And he says, for reward shall be to thy work He means that the sorrow of Rachel would at length happily come to an end, so as to produce some benefit. While the faithful, according to Isaiah, were complaining that they were oppressed with grief without hope, they said, “We have been in travail, and brought forth wind:” by these words they meant that they had experienced the heaviest troubles; and then they added, “without fruit,” as though a woman were in travail and suffered the greatest pain and anguish, and brought forth no living, but a dead child, which is sometimes the case. Now a woman who gives birth to a living child rejoices, as Christ says, because a man is born, (John 16:21) but when a woman after long pains brings forth a dead lump or something monstrous, it is an increase of sorrow. So the Prophet says, that the labor of Rachel, that is, of her country, would not be without fruit: there shall then be a reward to thy work The Scripture uses the same way of speaking in 2 Chronicles 15:7, where the Prophet Azariah speaks to the King Asa,

“Act manfully, and let not your hands be weakened, for there shall be a reward to your work.”

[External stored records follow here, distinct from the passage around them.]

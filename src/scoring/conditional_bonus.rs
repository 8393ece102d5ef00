//! Bonuses gated on auxiliary metrics.
//!
//! A conditional bonus raises one metric's score only when a different
//! metric (teamwork, resource utilisation, ...) was reported inside a band.

use rust_decimal::Decimal;
use std::collections::BTreeMap;

use crate::config::{ConditionalBonus, MetricDefinition};
use crate::models::{AdjustmentSource, AppliedAdjustment, AuditStep};

/// The result of evaluating a metric's conditional bonuses.
#[derive(Debug, Clone)]
pub struct ConditionalBonusResult {
    /// Bonuses whose gate passed, in configuration order.
    pub applied: Vec<AppliedAdjustment>,
    /// Sum of the applied bonuses.
    pub total: Decimal,
    /// The audit step recording this evaluation.
    pub audit_step: AuditStep,
}

/// Why a gate did or did not pass.
#[derive(Debug, Clone, Copy, PartialEq, Eq)]
pub enum GateOutcome {
    /// The gate metric was reported inside the band.
    Passed,
    /// The gate metric was reported outside the band.
    OutOfBand,
    /// The gate metric was not reported.
    NotReported,
}

/// Checks a bonus gate against the reported raw values.
///
/// Both bounds are inclusive; a missing bound is unbounded on that side.
pub fn evaluate_gate(bonus: &ConditionalBonus, reported: &BTreeMap<String, Decimal>) -> GateOutcome {
    let Some(value) = reported.get(&bonus.gate_metric).copied() else {
        return GateOutcome::NotReported;
    };

    let above_floor = bonus.at_least.is_none_or(|low| value >= low);
    let below_ceiling = bonus.at_most.is_none_or(|high| value <= high);

    if above_floor && below_ceiling {
        GateOutcome::Passed
    } else {
        GateOutcome::OutOfBand
    }
}

/// Evaluates every conditional bonus configured for a metric.
///
/// `reported` holds the raw values of every metric on the scorecard.
pub fn apply_conditional_bonuses(
    metric_code: &str,
    metric: &MetricDefinition,
    reported: &BTreeMap<String, Decimal>,
    step_number: u32,
) -> ConditionalBonusResult {
    let mut applied = Vec::new();
    let mut notes = Vec::new();

    for bonus in &metric.conditional_bonuses {
        let band = describe_band(bonus);
        match evaluate_gate(bonus, reported) {
            GateOutcome::Passed => {
                let reason = if bonus.reason.is_empty() {
                    format!("{} {}", bonus.gate_metric, band)
                } else {
                    bonus.reason.clone()
                };
                notes.push(format!(
                    "{} {} passed: +{}",
                    bonus.gate_metric,
                    band,
                    bonus.points.normalize()
                ));
                applied.push(AppliedAdjustment {
                    source: AdjustmentSource::Conditional,
                    points: bonus.points,
                    reason,
                });
            }
            GateOutcome::OutOfBand => {
                notes.push(format!("{} not {}", bonus.gate_metric, band));
            }
            GateOutcome::NotReported => {
                notes.push(format!("{} not reported", bonus.gate_metric));
            }
        }
    }

    let total: Decimal = applied.iter().map(|a| a.points).sum();

    let reasoning = if metric.conditional_bonuses.is_empty() {
        "No conditional bonuses configured".to_string()
    } else {
        notes.join("; ")
    };

    let audit_step = AuditStep {
        step_number,
        rule_id: "conditional_bonuses".to_string(),
        rule_name: "Conditional Bonuses".to_string(),
        metric_code: Some(metric_code.to_string()),
        input: serde_json::json!({
            "gates": metric
                .conditional_bonuses
                .iter()
                .map(|b| serde_json::json!({
                    "gate_metric": b.gate_metric,
                    "gate_value": reported.get(&b.gate_metric).map(|v| v.normalize().to_string()),
                }))
                .collect::<Vec<_>>()
        }),
        output: serde_json::json!({
            "applied": applied.len(),
            "total": total.normalize().to_string()
        }),
        reasoning,
    };

    ConditionalBonusResult {
        applied,
        total,
        audit_step,
    }
}

fn describe_band(bonus: &ConditionalBonus) -> String {
    match (bonus.at_least, bonus.at_most) {
        (Some(low), Some(high)) => format!("within {}..={}", low.normalize(), high.normalize()),
        (Some(low), None) => format!(">= {}", low.normalize()),
        (None, Some(high)) => format!("<= {}", high.normalize()),
        (None, None) => "unbounded".to_string(),
    }
}

#[cfg(test)]
mod tests {
    use super::*;
    use crate::config::Polarity;
    use crate::config::test_support::metric;
    use std::str::FromStr;

    fn dec(s: &str) -> Decimal {
        Decimal::from_str(s).unwrap()
    }

    fn bonus(gate: &str, at_least: Option<&str>, at_most: Option<&str>, points: &str) -> ConditionalBonus {
        ConditionalBonus {
            gate_metric: gate.to_string(),
            at_least: at_least.map(dec),
            at_most: at_most.map(dec),
            points: dec(points),
            reason: String::new(),
        }
    }

    fn productivity() -> MetricDefinition {
        let mut m = metric(Polarity::HigherIsBetter, "0.30", "100", "110");
        m.conditional_bonuses = vec![
            bonus("teamwork", Some("85"), None, "5"),
            bonus("resource_utilization", Some("70"), Some("95"), "3"),
        ];
        m
    }

    fn reported(pairs: &[(&str, &str)]) -> BTreeMap<String, Decimal> {
        pairs
            .iter()
            .map(|(code, value)| (code.to_string(), dec(value)))
            .collect()
    }

    #[test]
    fn test_both_gates_pass() {
        let values = reported(&[("teamwork", "90"), ("resource_utilization", "85")]);
        let result = apply_conditional_bonuses("productivity", &productivity(), &values, 3);
        assert_eq!(result.total, dec("8"));
        assert_eq!(result.applied.len(), 2);
        assert!(result
            .applied
            .iter()
            .all(|a| a.source == AdjustmentSource::Conditional));
    }

    #[test]
    fn test_gate_floor_is_inclusive() {
        let values = reported(&[("teamwork", "85")]);
        let result = apply_conditional_bonuses("productivity", &productivity(), &values, 3);
        assert_eq!(result.total, dec("5"));

        let values = reported(&[("teamwork", "84.99")]);
        let result = apply_conditional_bonuses("productivity", &productivity(), &values, 3);
        assert_eq!(result.total, Decimal::ZERO);
    }

    #[test]
    fn test_gate_ceiling_is_inclusive() {
        let values = reported(&[("resource_utilization", "95")]);
        let result = apply_conditional_bonuses("productivity", &productivity(), &values, 3);
        assert_eq!(result.total, dec("3"));

        let values = reported(&[("resource_utilization", "95.01")]);
        let result = apply_conditional_bonuses("productivity", &productivity(), &values, 3);
        assert_eq!(result.total, Decimal::ZERO);
        assert!(result.audit_step.reasoning.contains("resource_utilization not within 70..=95"));
    }

    #[test]
    fn test_missing_gate_metric_never_applies() {
        let values = reported(&[]);
        let result = apply_conditional_bonuses("productivity", &productivity(), &values, 3);
        assert!(result.applied.is_empty());
        assert!(result.audit_step.reasoning.contains("teamwork not reported"));
    }

    #[test]
    fn test_evaluate_gate_outcomes() {
        let gate = bonus("teamwork", None, Some("50"), "1");
        assert_eq!(
            evaluate_gate(&gate, &reported(&[("teamwork", "50")])),
            GateOutcome::Passed
        );
        assert_eq!(
            evaluate_gate(&gate, &reported(&[("teamwork", "51")])),
            GateOutcome::OutOfBand
        );
        assert_eq!(evaluate_gate(&gate, &reported(&[])), GateOutcome::NotReported);
    }

    #[test]
    fn test_no_bonuses_configured() {
        let m = metric(Polarity::HigherIsBetter, "0.15", "90", "100");
        let result = apply_conditional_bonuses("teamwork", &m, &reported(&[]), 2);
        assert_eq!(result.total, Decimal::ZERO);
        assert_eq!(result.audit_step.reasoning, "No conditional bonuses configured");
    }
}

Then by work is to be understood trouble or sorrow, and by reward a joyful and prosperous issue. The meaning is, that though the whole country mourned miserably for a time, being deserted and bereaved of its inhabitants, yet the issue would be joyful, for the Lord would restore the exiles, so that the land would be like a mother having a numerous family, and delighting in her children, or in her offspring.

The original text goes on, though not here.